"""

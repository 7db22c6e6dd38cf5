//! blip - swipe through movies from your terminal
//!
//! Client for a movie discovery backend: a swipeable deck of candidates
//! filtered by streaming platform, opinions recorded per swipe, and a
//! paginated watchlist.
//!
//! # Modules
//!
//! - `models` - Movie, opinion and platform types, raw record mapping
//! - `api` - Backend REST client
//! - `merge` - Id-keyed list merging
//! - `discovery` - Deck, swipe and platform filter state
//! - `watchlist` - Paginated watchlist state
//! - `app` - Screen state machine and key handling
//! - `ui` - TUI components
//! - `cli` / `commands` - Scriptable subcommands

pub mod api;
pub mod app;
pub mod cli;
pub mod commands;
pub mod config;
pub mod discovery;
pub mod logging;
pub mod merge;
pub mod models;
pub mod ui;
pub mod watchlist;

// Re-export commonly used types
pub use api::{BlipClient, BlipError};
pub use app::{App, AppState};
pub use discovery::{DiscoveryState, PlatformSet, SwipeDirection};
pub use models::{Movie, Opinion, Platform, WatchlistPage};
pub use watchlist::WatchlistState;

"""

> [WORK REQUIRED] Retype the listing in full, keeping every word as it appears.

> [ANSWER FOR THIS EXERCISE]
repository 7db22c6e6dd38cf5
//! blip - swipe through movies from your terminal
//!
//! Client for a movie discovery backend: a swipeable deck of candidates
//! filtered by streaming platform, opinions recorded per swipe, and a
//! paginated watchlist.
//!
//! # Modules
//!
//! - `models` - Movie, opinion and platform types, raw record mapping
//! - `api` - Backend REST client
//! - `merge` - Id-keyed list merging
//! - `discovery` - Deck, swipe and platform filter state
//! - `watchlist` - Paginated watchlist state
//! - `app` - Screen state machine and key handling
//! - `ui` - TUI components
//! - `cli` / `commands` - Scriptable subcommands

pub mod api;
pub mod app;
pub mod cli;
pub mod commands;
pub mod config;
pub mod discovery;
pub mod logging;
pub mod merge;
pub mod models;
pub mod ui;
pub mod watchlist;

// Re-export commonly used types
pub use api::{BlipClient, BlipError};
pub use app::{App, AppState};
pub use discovery::{DiscoveryState, PlatformSet, SwipeDirection};
pub use models::{Movie, Opinion, Platform, WatchlistPage};
pub use watchlist::WatchlistState;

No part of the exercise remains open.